ISRAELI LEADERS and a pistol-less Yasser Arafat will receive the Nobel Peace Prize tomorrow in Oslo, Norway.

OSLO, Norway - The Nobel Peace Prize awards ceremony won't be a peaceful affair this year.

Yasser Arafat, Yitzhak Rabin and Shimon Peres are accepting the coveted prize at a time when Israel-PLO talks are mired in violence and suspicion. And protesters flew in from around the world to heckle the laureates.

Police today arrested Rabbi Avi Weiss of New York and three other American Jews outside the Norwegian Nobel Institute, where a small group was shouting "shame, shame."

Oslo police said the protesters were arrested because they refused to stay in an area set aside for their demonstration. Weiss has been leading a series of protests in Oslo.

"We feel it's an obscenity," said Dov Hikind, a New York state assemblyman who flew to Oslo to protest the prize. "Fifteen months after the signing of the peace there is more killing, more terrorism taking place in Israel."

Despite the problems, there is hope Oslo can do again what it did for Israelis and Palestinians last year.
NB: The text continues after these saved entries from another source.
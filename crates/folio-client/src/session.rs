//! Session lifecycle: login, signup, logout and the current identity.
//!
//! Login and signup report failures as `false` plus a logged diagnostic;
//! the `try_*` variants return the underlying error for callers that want
//! to show it.

use chrono::{DateTime, Utc};
use folio_common::models::{LoginRequest, RefreshTokenRequest, SessionUser, SignupRequest, TokenResponse};
use tracing::{debug, info, warn};

use crate::claims::{self, IdentityFallback};
use crate::dispatcher::{ApiClient, ApiRequest};
use crate::error::{FolioError, Result};
use crate::tokens::{ACCESS_TOKEN_KEY, REFRESH_TOKEN_KEY};

pub const LOGIN_PATH: &str = "/api/auth/login";
pub const SIGNUP_PATH: &str = "/api/auth/signup";
pub const LOGOUT_PATH: &str = "/api/auth/logout";

pub const USER_KEY: &str = "user";
pub const LOGIN_TIME_KEY: &str = "loginTime";

#[derive(Clone)]
pub struct SessionManager {
    api: ApiClient,
}

impl SessionManager {
    pub fn new(api: ApiClient) -> Self {
        Self { api }
    }

    pub fn api(&self) -> &ApiClient {
        &self.api
    }

    pub async fn login(&self, email: &str, password: &str) -> bool {
        match self.try_login(email, password).await {
            Ok(user) => {
                info!(user_id = %user.id, "Logged in");
                true
            }
            Err(e) => {
                warn!("Login failed: {e}");
                false
            }
        }
    }

    pub async fn try_login(&self, email: &str, password: &str) -> Result<SessionUser> {
        self.establish(email, password, None).await
    }

    /// Register, then log in with the same credentials.
    pub async fn signup(&self, name: &str, email: &str, password: &str) -> bool {
        match self.try_signup(name, email, password).await {
            Ok(user) => {
                info!(user_id = %user.id, "Signed up");
                true
            }
            Err(e) => {
                warn!("Signup failed: {e}");
                false
            }
        }
    }

    pub async fn try_signup(&self, name: &str, email: &str, password: &str) -> Result<SessionUser> {
        let body = SignupRequest {
            name: name.to_owned(),
            email: email.to_owned(),
            password: password.to_owned(),
        };
        self.api.send_value(ApiRequest::post(SIGNUP_PATH).public().json(&body)?).await?;
        self.establish(email, password, Some(name)).await
    }

    async fn establish(&self, email: &str, password: &str, name: Option<&str>) -> Result<SessionUser> {
        let body = LoginRequest { email: email.to_owned(), password: password.to_owned() };
        let response: Option<TokenResponse> =
            self.api.send(ApiRequest::post(LOGIN_PATH).public().json(&body)?).await?;
        let tokens = response
            .and_then(TokenResponse::into_tokens)
            .ok_or(FolioError::MissingTokens)?;

        let access_token = tokens.access_token.clone();
        self.api.tokens().set_tokens(tokens);

        let fallback = IdentityFallback {
            id: None,
            email: Some(email.to_owned()),
            name: name.map(str::to_owned),
        };
        let user = match claims::derive_user(&access_token, &fallback) {
            Ok(user) => user,
            Err(e) => {
                self.api.tokens().clear_tokens();
                return Err(e);
            }
        };

        self.api.tokens().storage().set_many(&[
            (USER_KEY, serde_json::to_string(&user)?),
            (LOGIN_TIME_KEY, Utc::now().to_rfc3339()),
        ]);
        Ok(user)
    }

    /// Tell the server (best effort), then forget everything locally.
    ///
    /// Server-side failures are ignored; the local session is always cleared.
    pub async fn logout(&self) {
        if let Some(refresh_token) = self.api.tokens().refresh_token() {
            let outcome = match ApiRequest::post(LOGOUT_PATH)
                .public()
                .json(&RefreshTokenRequest { refresh_token })
            {
                Ok(request) => self.api.send_value(request).await.map(drop),
                Err(e) => Err(e),
            };
            if let Err(e) = outcome {
                debug!("Server-side logout failed, ignoring: {e}");
            }
        }

        self.api
            .tokens()
            .storage()
            .remove_many(&[ACCESS_TOKEN_KEY, REFRESH_TOKEN_KEY, USER_KEY, LOGIN_TIME_KEY]);
        info!("Logged out");
    }

    pub fn is_authenticated(&self) -> bool {
        self.api.tokens().access_token().is_some()
    }

    /// The persisted user, or one re-derived from the access token.
    /// `None` once the access token is gone.
    pub fn current_user(&self) -> Option<SessionUser> {
        let access_token = self.api.tokens().access_token()?;
        self.api
            .tokens()
            .storage()
            .get(USER_KEY)
            .and_then(|raw| serde_json::from_str(&raw).ok())
            .or_else(|| claims::derive_user(&access_token, &IdentityFallback::default()).ok())
    }

    pub fn login_time(&self) -> Option<DateTime<Utc>> {
        let raw = self.api.tokens().storage().get(LOGIN_TIME_KEY)?;
        DateTime::parse_from_rfc3339(&raw)
            .ok()
            .map(|t| t.with_timezone(&Utc))
    }
}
The city's relaxed hospitality for secret talks resulted in the Palestinian autonomy accord that took effect in May for the Gaza Strip and the West Bank town of Jericho.

Prime Minister Rabin; his foreign minister, Peres; and a 100-member entourage arrived in Oslo today on board an Israeli air force jet.
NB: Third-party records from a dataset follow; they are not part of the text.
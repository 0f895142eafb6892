//! Scripted transport for unit tests.

use std::collections::{HashMap, VecDeque};
use std::sync::Mutex;
use std::time::Duration;

use async_trait::async_trait;
use reqwest::Method;
use serde_json::Value;

use crate::error::{FolioError, Result};
use crate::transport::{HttpRequest, HttpResponse, HttpTransport};

pub const BASE_URL: &str = "http://api.test";

enum Reply {
    Respond(HttpResponse),
    Fail(String),
}

/// Replies are queued per `(method, path)` and consumed in order.
/// Every request is recorded for later assertions.
#[derive(Default)]
pub struct MockTransport {
    replies: Mutex<HashMap<(Method, String), VecDeque<Reply>>>,
    delays: Mutex<HashMap<String, Duration>>,
    requests: Mutex<Vec<HttpRequest>>,
}

impl MockTransport {
    pub fn new() -> Self {
        Self::default()
    }

    pub fn reply(&self, method: Method, path: &str, status: u16, body: impl Into<String>) -> &Self {
        self.push(method, path, Reply::Respond(HttpResponse::new(status, body)));
        self
    }

    pub fn reply_json(&self, method: Method, path: &str, status: u16, body: Value) -> &Self {
        self.reply(method, path, status, body.to_string())
    }

    pub fn fail(&self, method: Method, path: &str, message: &str) -> &Self {
        self.push(method, path, Reply::Fail(message.to_owned()));
        self
    }

    /// Sleep before answering any request to `path`.
    pub fn delay(&self, path: &str, delay: Duration) -> &Self {
        self.delays.lock().unwrap().insert(path.to_owned(), delay);
        self
    }

    fn push(&self, method: Method, path: &str, reply: Reply) {
        self.replies
            .lock()
            .unwrap()
            .entry((method, path.to_owned()))
            .or_default()
            .push_back(reply);
    }

    pub fn requests(&self) -> Vec<HttpRequest> {
        self.requests.lock().unwrap().clone()
    }

    pub fn count(&self, method: Method, path: &str) -> usize {
        let url = format!("{BASE_URL}{path}");
        self.requests
            .lock()
            .unwrap()
            .iter()
            .filter(|r| r.method == method && r.url == url)
            .count()
    }

    /// `Authorization` header values sent to `path`, in order.
    pub fn bearers(&self, path: &str) -> Vec<Option<String>> {
        let url = format!("{BASE_URL}{path}");
        self.requests
            .lock()
            .unwrap()
            .iter()
            .filter(|r| r.url == url)
            .map(|r| {
                r.headers
                    .get(reqwest::header::AUTHORIZATION)
                    .and_then(|v| v.to_str().ok())
                    .map(str::to_owned)
            })
            .collect()
    }
}

#[async_trait]
impl HttpTransport for MockTransport {
    async fn execute(&self, request: HttpRequest) -> Result<HttpResponse> {
        let path = request.url.strip_prefix(BASE_URL).unwrap_or(&request.url).to_owned();
        let path_only = path.split('?').next().unwrap_or_default().to_owned();
        let method = request.method.clone();
        self.requests.lock().unwrap().push(request);

        let delay = self.delays.lock().unwrap().get(&path_only).copied();
        if let Some(delay) = delay {
            tokio::time::sleep(delay).await;
        }

        let reply = {
            let mut replies = self.replies.lock().unwrap();
            replies
                .get_mut(&(method.clone(), path.clone()))
                .and_then(VecDeque::pop_front)
                .or_else(|| {
                    replies.get_mut(&(method.clone(), path_only.clone())).and_then(VecDeque::pop_front)
                })
        };
        match reply {
            Some(Reply::Respond(resp)) => Ok(resp),
            Some(Reply::Fail(message)) => Err(FolioError::Other(message)),
            None => Err(FolioError::Other(format!("no mock reply for {method} {path}"))),
        }
    }
}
Arafat was flying to the Norwegian capital from Egypt, Palestinian officials said. He was accompanied by his wife, Suha.

Rabin and Peres will meet with the PLO leader over the weekend, between today's news conferences, Saturday's awards ceremony and Sunday's receptions. They will try to resolve some of the problems that for months have delayed expanding Palestinian rule to the rest of the Israeli-occupied West Bank.
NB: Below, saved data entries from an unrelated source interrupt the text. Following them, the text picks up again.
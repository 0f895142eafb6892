//! Auth-aware request dispatch.
//!
//! [`ApiClient::send`] performs one logical API call: it attaches the stored
//! bearer token, parses the response, and on a 401 asks the
//! [`RefreshCoordinator`] for new tokens before retrying exactly once.

use std::sync::Arc;

use folio_common::config::AppConfig;
use reqwest::header::{
    HeaderMap, HeaderName, HeaderValue, ACCEPT, AUTHORIZATION, CACHE_CONTROL, CONTENT_TYPE,
};
use reqwest::{Method, StatusCode};
use serde::de::DeserializeOwned;
use serde::Serialize;
use serde_json::Value;
use tokio_util::sync::CancellationToken;
use tracing::{debug, warn};

use crate::error::{ApiError, FolioError, Result};
use crate::refresh::RefreshCoordinator;
use crate::storage::FileStorage;
use crate::tokens::TokenStore;
use crate::transport::{HttpRequest, HttpResponse, HttpTransport, MultipartForm, RequestBody, ReqwestTransport};

/// Description of one logical API call.
#[derive(Debug, Clone)]
pub struct ApiRequest {
    pub method: Method,
    /// Path relative to the base URL, e.g. `/api/projects/3`.
    pub path: String,
    pub body: Option<RequestBody>,
    /// Extra headers; these override the defaults.
    pub headers: HeaderMap,
    /// Attach the bearer token and refresh on 401. Defaults to `true`.
    pub auth: bool,
    pub cancel: Option<CancellationToken>,
}

impl ApiRequest {
    pub fn new(method: Method, path: impl Into<String>) -> Self {
        Self {
            method,
            path: path.into(),
            body: None,
            headers: HeaderMap::new(),
            auth: true,
            cancel: None,
        }
    }

    pub fn get(path: impl Into<String>) -> Self {
        Self::new(Method::GET, path)
    }

    pub fn post(path: impl Into<String>) -> Self {
        Self::new(Method::POST, path)
    }

    pub fn put(path: impl Into<String>) -> Self {
        Self::new(Method::PUT, path)
    }

    pub fn delete(path: impl Into<String>) -> Self {
        Self::new(Method::DELETE, path)
    }

    pub fn json<B: Serialize + ?Sized>(mut self, body: &B) -> Result<Self> {
        self.body = Some(RequestBody::Json(serde_json::to_value(body)?));
        Ok(self)
    }

    pub fn text(mut self, body: impl Into<String>) -> Self {
        self.body = Some(RequestBody::Text(body.into()));
        self
    }

    pub fn multipart(mut self, form: MultipartForm) -> Self {
        self.body = Some(RequestBody::Multipart(form));
        self
    }

    pub fn header(mut self, name: HeaderName, value: HeaderValue) -> Self {
        self.headers.insert(name, value);
        self
    }

    /// Send without credentials and never refresh.
    pub fn public(mut self) -> Self {
        self.auth = false;
        self
    }

    pub fn cancel_with(mut self, token: CancellationToken) -> Self {
        self.cancel = Some(token);
        self
    }
}

/// Default headers for every call: no caching, JSON content type when the
/// body is JSON, bearer credentials when a token is given.
pub(crate) fn request_headers(json_body: bool, bearer: Option<&str>) -> Result<HeaderMap> {
    let mut headers = HeaderMap::new();
    headers.insert(CACHE_CONTROL, HeaderValue::from_static("no-cache"));
    headers.insert(ACCEPT, HeaderValue::from_static("application/json"));
    if json_body {
        headers.insert(CONTENT_TYPE, HeaderValue::from_static("application/json"));
    }
    if let Some(token) = bearer {
        let value = HeaderValue::from_str(&format!("Bearer {token}"))
            .map_err(|e| FolioError::Other(e.to_string()))?;
        headers.insert(AUTHORIZATION, value);
    }
    Ok(headers)
}

/// Async client for the portfolio API.
///
/// ```rust,no_run
/// use folio_client::{ApiClient, ApiRequest};
///
/// # async fn run(config: &folio_common::config::AppConfig) -> folio_client::Result<()> {
/// let api = ApiClient::from_config(config)?;
/// let page: serde_json::Value = api.send(ApiRequest::get("/api/projects?page=0&size=10")).await?;
/// println!("{page}");
/// # Ok(())
/// # }
/// ```
#[derive(Clone)]
pub struct ApiClient {
    transport: Arc<dyn HttpTransport>,
    tokens: TokenStore,
    refresher: Arc<RefreshCoordinator>,
    base_url: String,
}

impl ApiClient {
    pub fn new(base_url: &str, transport: Arc<dyn HttpTransport>, tokens: TokenStore) -> Self {
        let base_url = base_url.trim_end_matches('/').to_owned();
        let refresher = Arc::new(RefreshCoordinator::new(Arc::clone(&transport), tokens.clone(), &base_url));
        Self { transport, tokens, refresher, base_url }
    }

    /// Production wiring: reqwest transport, tokens in the configured file.
    pub fn from_config(config: &AppConfig) -> Result<Self> {
        let transport = ReqwestTransport::new(&config.api)?;
        let storage = FileStorage::open(&config.storage.path);
        Ok(Self::new(&config.api.base_url, Arc::new(transport), TokenStore::new(Arc::new(storage))))
    }

    pub fn tokens(&self) -> &TokenStore {
        &self.tokens
    }

    pub fn refresher(&self) -> &RefreshCoordinator {
        &self.refresher
    }

    /// Perform the call and deserialize the body.
    ///
    /// A 204 deserializes `T` from JSON `null`, so use `()` or `Option<_>`
    /// for endpoints without content.
    pub async fn send<T: DeserializeOwned>(&self, request: ApiRequest) -> Result<T> {
        let value = self.send_value(request).await?;
        Ok(serde_json::from_value(value)?)
    }

    /// Perform the call and return the raw JSON body (`null` when empty).
    pub async fn send_value(&self, request: ApiRequest) -> Result<Value> {
        let mut may_retry = request.auth;
        loop {
            let response = self.execute_once(&request).await?;

            if response.status == StatusCode::UNAUTHORIZED.as_u16() && may_retry {
                may_retry = false;
                if self.refresher.refresh().await {
                    debug!(method = %request.method, path = %request.path, "Retrying after token refresh");
                    continue;
                }
                warn!(path = %request.path, "Session expired; clearing stored tokens");
                self.tokens.clear_tokens();
            }

            return parse_response(response);
        }
    }

    async fn execute_once(&self, request: &ApiRequest) -> Result<HttpResponse> {
        let bearer = if request.auth { self.tokens.access_token() } else { None };
        let json_body = request.body.as_ref().is_some_and(RequestBody::is_json);
        let mut headers = request_headers(json_body, bearer.as_deref())?;
        for (name, value) in &request.headers {
            headers.insert(name.clone(), value.clone());
        }

        let http = HttpRequest {
            method: request.method.clone(),
            url: format!("{}{}", self.base_url, request.path),
            headers,
            body: request.body.clone(),
        };

        match &request.cancel {
            Some(cancel) => tokio::select! {
                biased;
                _ = cancel.cancelled() => Err(FolioError::Cancelled),
                result = self.transport.execute(http) => result,
            },
            None => self.transport.execute(http).await,
        }
    }

    // ── Shorthands ───────────────────────────────────────────────────────────

    pub async fn get<T: DeserializeOwned>(&self, path: &str) -> Result<T> {
        self.send(ApiRequest::get(path)).await
    }

    pub async fn post<T: DeserializeOwned, B: Serialize + ?Sized>(&self, path: &str, body: &B) -> Result<T> {
        self.send(ApiRequest::post(path).json(body)?).await
    }

    pub async fn put<T: DeserializeOwned, B: Serialize + ?Sized>(&self, path: &str, body: &B) -> Result<T> {
        self.send(ApiRequest::put(path).json(body)?).await
    }

    pub async fn delete(&self, path: &str) -> Result<()> {
        self.send_value(ApiRequest::delete(path)).await.map(drop)
    }
}

fn parse_response(response: HttpResponse) -> Result<Value> {
    if response.status == StatusCode::NO_CONTENT.as_u16() {
        return Ok(Value::Null);
    }

    let success = response.is_success();
    let parsed = if response.body.trim().is_empty() {
        None
    } else {
        match serde_json::from_str::<Value>(&response.body) {
            Ok(value) => Some(value),
            Err(e) if success => return Err(e.into()),
            // Error pages are often plain text or HTML; keep them as the payload.
            Err(_) => Some(Value::String(response.body)),
        }
    };

    if !success {
        return Err(ApiError::from_response(response.status, parsed).into());
    }
    Ok(parsed.unwrap_or(Value::Null))
}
A key hurdle is the Israeli troop pullout from Palestinian towns in the West Bank that is to precede Palestinian elections. Israel wants elections to help shore up Arafat's rule, but is in no rush to redeploy troops, citing the recent rash of attacks on Israelis by Muslim militants.

On the flight to Oslo, Rabin said Israel would keep its commitments if the PLO honors its part of the peace accord.

"Responsibility for security is ours," Rabin told Israel radio. "We are demanding they maintain the law, and public security, among Palestinians under their authority."

Ninety-four Israeli civilians and soldiers have been killed since the Gaza-Jericho agreement was signed in September 1993.

One of the victims was Rafael Yairi, a resident of the militant Jewish settlement of Kiryat Arba in the West Bank slain six months ago by Muslim militants.

Yairi's widow, Chaya, flew to Oslo along with dozens of other members of the group "Victims of Arab Terror" to protest the awarding of the prize to Arafat.

"We don't think a murderer deserves mercy, and he shouldn't receive a prize," said Yairi, 33. "We want to warn the world. We are praying that the world will pay attention."

Another group accused Rabin of betraying the Jewish people by agreeing to share the biblical Land of Israel with the Palestinians.

"We are saying that he is a traitor, and we have to arrest him and put him on trial for treason," said Yoni Shmulevitz from the anti-Arab group Kahane Chai, which Rabin outlawed.

Arafat, meanwhile, made a concession to the occasion and left behind the .357 Magnum usually strapped to his hip. Nobel protocol bars weapons at the ceremony.